Assessing U.S. Workforce Digital Skills Broadly, By Industry, and By Occupation
The OECD’s PIAAC survey categorizes adult workers into four levels of digital skills: no digital skills, limited digital skills, proficient digital skills, and advanced digital skills.[27] (Technically, the survey tests for “digital problem solving in technology-rich environments.”)[28] Individuals with no digital skills failed to meet one or more of three basic digital skills criteria: 1) prior computer use; 2) willingness to take the computer-based assessment; and 3) ability to complete four out of six extremely basic computing tasks, such as using a mouse or highlighting text on screen.[29] Individuals with limited digital skills could complete only very simple digital tasks involving a generic interface and a few steps (e.g., placing incoming Outlook emails into specified folders).[30] Those possessing proficient digital skills were capable of using basic digital productivity tools (e.g., Microsoft Outlook), and could use digital tools such as the sort function in spreadsheets to solve problems, yet still struggled with tasks involving the use of both generic and specific technology applications.[31] Lastly, those possessing the most-advanced digital skills in the PIAAC survey have facility in “the use of both generic and more specific technology applications… [can navigate] across pages and applications… [and can solve tasks that] may involve multiple steps and operators.”[32]
While it should be apparent that even the above-referenced digital-problem solving skills measures don’t constitute “tests” for extremely high levels of digital aptitude, the PIIAC data reveals that even then fully one-third of American workers lack digital skills, with 13 percent of U.S. workers having no digital skills and 18 percent having at best limited digital skills, while 35 percent could be deemed proficient and 33 percent advanced in digital skills. (See figure 6.) In essence, one in six working-age Americans are unable to use email, web search, or other basic online tools.[33] As the National Skills Council observed, there is significant digital skills knowledge fragmentation among U.S. workers: Many may be comfortable using smartphone apps but unfamiliar with how to operate a mouse, use Microsoft Office productivity tools, or even upload employment applications to websites.[34] In part, that’s because 23 percent of U.S. households do not own a desktop or laptop computer, while over 7 percent of all Americans simply don’t use the Internet.[35] This digital divide hits U.S. minority groups particularly hard, with 23 percent of African Americans and 25 percent of Latino respondents to a 2019 Pew Research Center study reporting having smartphone-only Internet access.[36]
Figure 6: Extent of digital skills in the U.S. workforce according to OECD PIAAC survey data[37]
Table 1: Percentage of workers with no or limited digital skills, selected industries[38]
Industry | Percentage of Workers With No Digital Skills | Percentage of Workers With Limited Digital Skills | Combined Percentage of Workers With Limited or No Digital Skills |
Construction, transportation, and storage | 22% | 28% | 50% |
Retail, wholesale, and auto repair | 14% | 23% | 37% |
Hospitality and other services | 18% | 18% | 36% |
Manufacturing | 16% | 19% | 35% |
Administrative and support services; arts, entertainment, and recreation | 13% | 22% | 35% |
Health and social work | 12% | 21% | 33% |
Finance, insurance, and real estate | 6% | 14% | 20% |
Education | 5% | 11% | 16% |
The lack of workforce digital skills is particularly acute in certain industries.
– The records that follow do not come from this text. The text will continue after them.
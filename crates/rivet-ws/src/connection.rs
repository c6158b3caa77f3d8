//! Pooled WebSocket connection wrappers.
//!
//! A [`Connection`] is acquired from the connection pool for each engine
//! event and released when the handler for that event finishes. Use
//! [`Connection::retain`] to keep a wrapper past that point, e.g. to send
//! from a background task.

use std::any::Any;
use std::fmt;
use std::rc::Rc;

use rivet_core::extension::{Extensible, Extensions};
use rivet_core::pool::{Pool, Poolable, Pooled};
use rivet_core::scheduler::IdleFlag;
use rivet_core::transport::{Engine, NativeSocket, OpCode, SendStatus, Token};
use rivet_core::{Callback, RivetError, RivetResult};
use rivet_telemetry::metrics::{self, AcquireSource};
use tracing::{debug, warn};
use uuid::Uuid;

use crate::message::Message;
use crate::user_data::UserDataMap;

/// Shared state every connection wrapper needs.
pub struct WsContext {
    engine: Rc<dyn Engine>,
    idle: IdleFlag,
    pool: Pool<ConnectionState>,
    user_data: UserDataMap,
}

impl WsContext {
    /// Creates the context with a connection pool of `capacity`.
    pub fn new(
        engine: Rc<dyn Engine>,
        idle: IdleFlag,
        capacity: usize,
        user_data: UserDataMap,
    ) -> Rc<Self> {
        Rc::new(Self {
            engine,
            idle,
            pool: Pool::new("websocket", capacity),
            user_data,
        })
    }

    /// The connection pool.
    pub fn pool(&self) -> &Pool<ConnectionState> {
        &self.pool
    }

    /// The app-wide user data map.
    pub fn user_data(&self) -> &UserDataMap {
        &self.user_data
    }

    /// Wraps `socket` for one event.
    pub fn acquire(self: &Rc<Self>, socket: Rc<dyn NativeSocket>) -> Connection {
        let handle = self.pool.acquire(socket);
        let source = if handle.is_returnable() {
            AcquireSource::Pooled
        } else {
            AcquireSource::Transient
        };
        metrics::record_acquire(self.pool.kind(), source);
        Connection {
            handle,
            ctx: Rc::clone(self),
        }
    }

    /// Returns an event wrapper to the pool.
    pub fn release(&self, connection: &Connection) -> bool {
        self.pool.release(&connection.handle)
    }

    /// Broadcasts to every subscriber of `topic`, the publisher included.
    pub fn publish(&self, topic: &str, message: &[u8], opcode: OpCode, compress: bool) -> bool {
        self.idle.mark_busy();
        metrics::record_publish();
        debug!(topic, bytes = message.len(), "publish");
        self.engine.publish(topic, message, opcode, compress)
    }

    /// Number of sockets subscribed to `topic`.
    pub fn num_subscribers(&self, topic: &str) -> u32 {
        self.engine.num_subscribers(topic)
    }
}

impl fmt::Debug for WsContext {
    fn fmt(&self, f: &mut fmt::Formatter<'_>) -> fmt::Result {
        f.debug_struct("WsContext")
            .field("pool", &self.pool)
            .field("user_data", &self.user_data)
            .finish()
    }
}

#[derive(Clone)]
struct CachedUserData {
    id: Option<Uuid>,
    value: Option<Rc<dyn Any>>,
}

/// Per-event state of a pooled connection wrapper.
#[derive(Default)]
pub struct ConnectionState {
    socket: Option<Rc<dyn NativeSocket>>,
    user_data: Option<CachedUserData>,
    extensions: Extensions<Connection>,
}

impl Poolable for ConnectionState {
    type Native = dyn NativeSocket;
    type Handle = Connection;

    fn detached() -> Self {
        Self::default()
    }

    fn bind(&mut self, native: Rc<dyn NativeSocket>) {
        self.socket = Some(native);
    }

    fn reset(&mut self) {
        self.socket = None;
        self.user_data = None;
    }

    fn extensions_mut(&mut self) -> &mut Extensions<Connection> {
        &mut self.extensions
    }
}

/// A WebSocket connection handle.
///
/// Cheap to clone. Every operation on a released handle is a no-op that
/// reports failure (`SendStatus::Dropped`, `false`, `None`).
#[derive(Clone)]
pub struct Connection {
    handle: Pooled<ConnectionState>,
    ctx: Rc<WsContext>,
}

impl Connection {
    fn socket(&self) -> Option<Rc<dyn NativeSocket>> {
        self.handle.with(|state| state.socket.clone()).flatten()
    }

    fn sent(&self, status: SendStatus) -> SendStatus {
        if status.is_accepted() {
            self.ctx.idle.mark_busy();
        }
        status
    }

    /// Engine token of this wrapper.
    pub fn token(&self) -> Token {
        self.handle.token()
    }

    /// `true` until the wrapper is released.
    pub fn is_live(&self) -> bool {
        self.handle.is_live()
    }

    /// Sends a complete message.
    pub fn send(&self, payload: impl AsRef<[u8]>, opcode: OpCode, compress: bool) -> SendStatus {
        match self.socket() {
            Some(socket) => self.sent(socket.send(payload.as_ref(), opcode, compress, true)),
            None => SendStatus::Dropped,
        }
    }

    /// Sends a text message.
    pub fn send_text(&self, text: &str) -> SendStatus {
        self.send(text, OpCode::Text, false)
    }

    /// Sends a [`Message`] with its natural opcode.
    pub fn send_message(&self, message: &Message) -> SendStatus {
        self.send(message.as_bytes(), message.opcode(), false)
    }

    /// Starts a fragmented message.
    pub fn send_first_fragment(
        &self,
        payload: impl AsRef<[u8]>,
        opcode: OpCode,
        compress: bool,
    ) -> SendStatus {
        match self.socket() {
            Some(socket) => {
                self.sent(socket.send_first_fragment(payload.as_ref(), opcode, compress))
            }
            None => SendStatus::Dropped,
        }
    }

    /// Sends a continuation fragment.
    pub fn send_fragment(&self, payload: impl AsRef<[u8]>, compress: bool) -> SendStatus {
        match self.socket() {
            Some(socket) => self.sent(socket.send_fragment(payload.as_ref(), compress)),
            None => SendStatus::Dropped,
        }
    }

    /// Finishes a fragmented message.
    pub fn send_last_fragment(&self, payload: impl AsRef<[u8]>, compress: bool) -> SendStatus {
        match self.socket() {
            Some(socket) => self.sent(socket.send_last_fragment(payload.as_ref(), compress)),
            None => SendStatus::Dropped,
        }
    }

    /// Runs `scope` with every send batched into one network write.
    pub fn cork<F: FnOnce(&Connection)>(&self, scope: F) -> &Self {
        let Some(socket) = self.socket() else {
            return self;
        };
        let mut scope = Some(scope);
        socket.cork(&mut || {
            if let Some(scope) = scope.take() {
                scope(self);
            }
        });
        self
    }

    /// Corks a dynamically supplied callback.
    ///
    /// Task callbacks are rejected before anything is written. An error
    /// returned by a synchronous callback is logged.
    pub fn cork_callback(&self, callback: &Callback<Connection>) -> RivetResult<&Self> {
        let f = match callback {
            Callback::Sync(f) => Rc::clone(f),
            Callback::Task(_) => return Err(RivetError::SuspendInCork),
        };
        Ok(self.cork(|ws| {
            if let Err(e) = f(ws.clone()) {
                warn!(error = %e, "error inside corked websocket callback");
            }
        }))
    }

    /// Sends one message inside a cork.
    pub fn cork_send(&self, payload: impl AsRef<[u8]>, opcode: OpCode, compress: bool) -> SendStatus {
        let mut status = SendStatus::Dropped;
        self.cork(|ws| status = ws.send(payload, opcode, compress));
        status
    }

    /// Closes gracefully with a close frame.
    pub fn end(&self, code: u16, message: impl AsRef<[u8]>) {
        if let Some(socket) = self.socket() {
            self.ctx.idle.mark_busy();
            socket.end(code, message.as_ref());
        }
    }

    /// Closes the TCP connection immediately.
    pub fn close(&self) {
        if let Some(socket) = self.socket() {
            self.ctx.idle.mark_busy();
            socket.close();
        }
    }

    /// Subscribes to `topic`. Returns `false` if already subscribed.
    pub fn subscribe(&self, topic: &str) -> bool {
        self.socket().is_some_and(|s| s.subscribe(topic))
    }

    /// Unsubscribes from `topic`. Returns `false` if not subscribed.
    pub fn unsubscribe(&self, topic: &str) -> bool {
        self.socket().is_some_and(|s| s.unsubscribe(topic))
    }

    /// `true` if subscribed to `topic`.
    pub fn is_subscribed(&self, topic: &str) -> bool {
        self.socket().is_some_and(|s| s.is_subscribed(topic))
    }

    /// Current subscriptions.
    pub fn topics(&self) -> Vec<String> {
        self.socket().map(|s| s.topics()).unwrap_or_default()
    }

    /// Visits every subscribed topic.
    pub fn for_each_topic(&self, mut visit: impl FnMut(&str)) {
        for topic in self.topics() {
            visit(&topic);
        }
    }

    /// Publishes through the app, so this connection receives the message
    /// too if it is subscribed.
    pub fn publish(
        &self,
        topic: &str,
        message: impl AsRef<[u8]>,
        opcode: OpCode,
        compress: bool,
    ) -> bool {
        self.ctx.publish(topic, message.as_ref(), opcode, compress)
    }

    /// Bytes waiting in the send buffer.
    pub fn buffered_amount(&self) -> usize {
        self.socket().map_or(0, |s| s.buffered_amount())
    }

    /// Peer address.
    pub fn remote_address(&self) -> Option<String> {
        self.socket().and_then(|s| s.remote_address())
    }

    fn cached_user_data(&self) -> Option<CachedUserData> {
        if let Some(cached) = self.handle.with(|state| state.user_data.clone()).flatten() {
            return Some(cached);
        }
        let socket = self.socket()?;
        let id = socket.user_data();
        let value = id.and_then(|id| self.ctx.user_data.get(&id));
        let cached = CachedUserData { id, value };
        self.handle
            .with_mut(|state| state.user_data = Some(cached.clone()));
        Some(cached)
    }

    /// Resolves and caches the user data now, while the association exists.
    pub fn prefetch_user_data(&self) {
        let _ = self.cached_user_data();
    }

    /// The data passed to `upgrade`, if it has type `T`.
    pub fn get_user_data<T: 'static>(&self) -> Option<Rc<T>> {
        self.cached_user_data()?.value?.downcast::<T>().ok()
    }

    /// The association key created at upgrade time.
    pub fn get_user_data_uuid(&self) -> Option<Uuid> {
        self.cached_user_data()?.id
    }

    /// A wrapper bound to the same socket that is not released when the
    /// current event ends.
    ///
    /// Returns `None` if this handle is already released.
    pub fn retain(&self) -> Option<Connection> {
        let socket = self.socket()?;
        let cached = self.cached_user_data();
        let handle = self.ctx.pool.acquire_unpooled(socket);
        handle.with_mut(|state| state.user_data = cached);
        Some(Connection {
            handle,
            ctx: Rc::clone(&self.ctx),
        })
    }
}

impl Extensible for Connection {
    fn with_extensions<R>(&self, f: impl FnOnce(&mut Extensions<Self>) -> R) -> Option<R> {
        self.handle.with_mut(|state| f(&mut state.extensions))
    }
}

impl fmt::Debug for Connection {
    fn fmt(&self, f: &mut fmt::Formatter<'_>) -> fmt::Result {
        f.debug_struct("Connection")
            .field("token", &self.token())
            .field("live", &self.is_live())
            .finish()
    }
}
Across the U.S. construction, transportation, and storage industry, fully half of all workers have no or only limited digital skills, while that share is over one-third across the health and social work, manufacturing, hospitality, and retail and wholesale industries. (See table 1.) The lack of digital skills in the manufacturing sector is particularly concerning, especially because jobs in U.S. manufacturing increasingly demand a facility with digital skills, which is important for individual workers to be both competitive and productive, and for broader U.S. manufacturing industries as well.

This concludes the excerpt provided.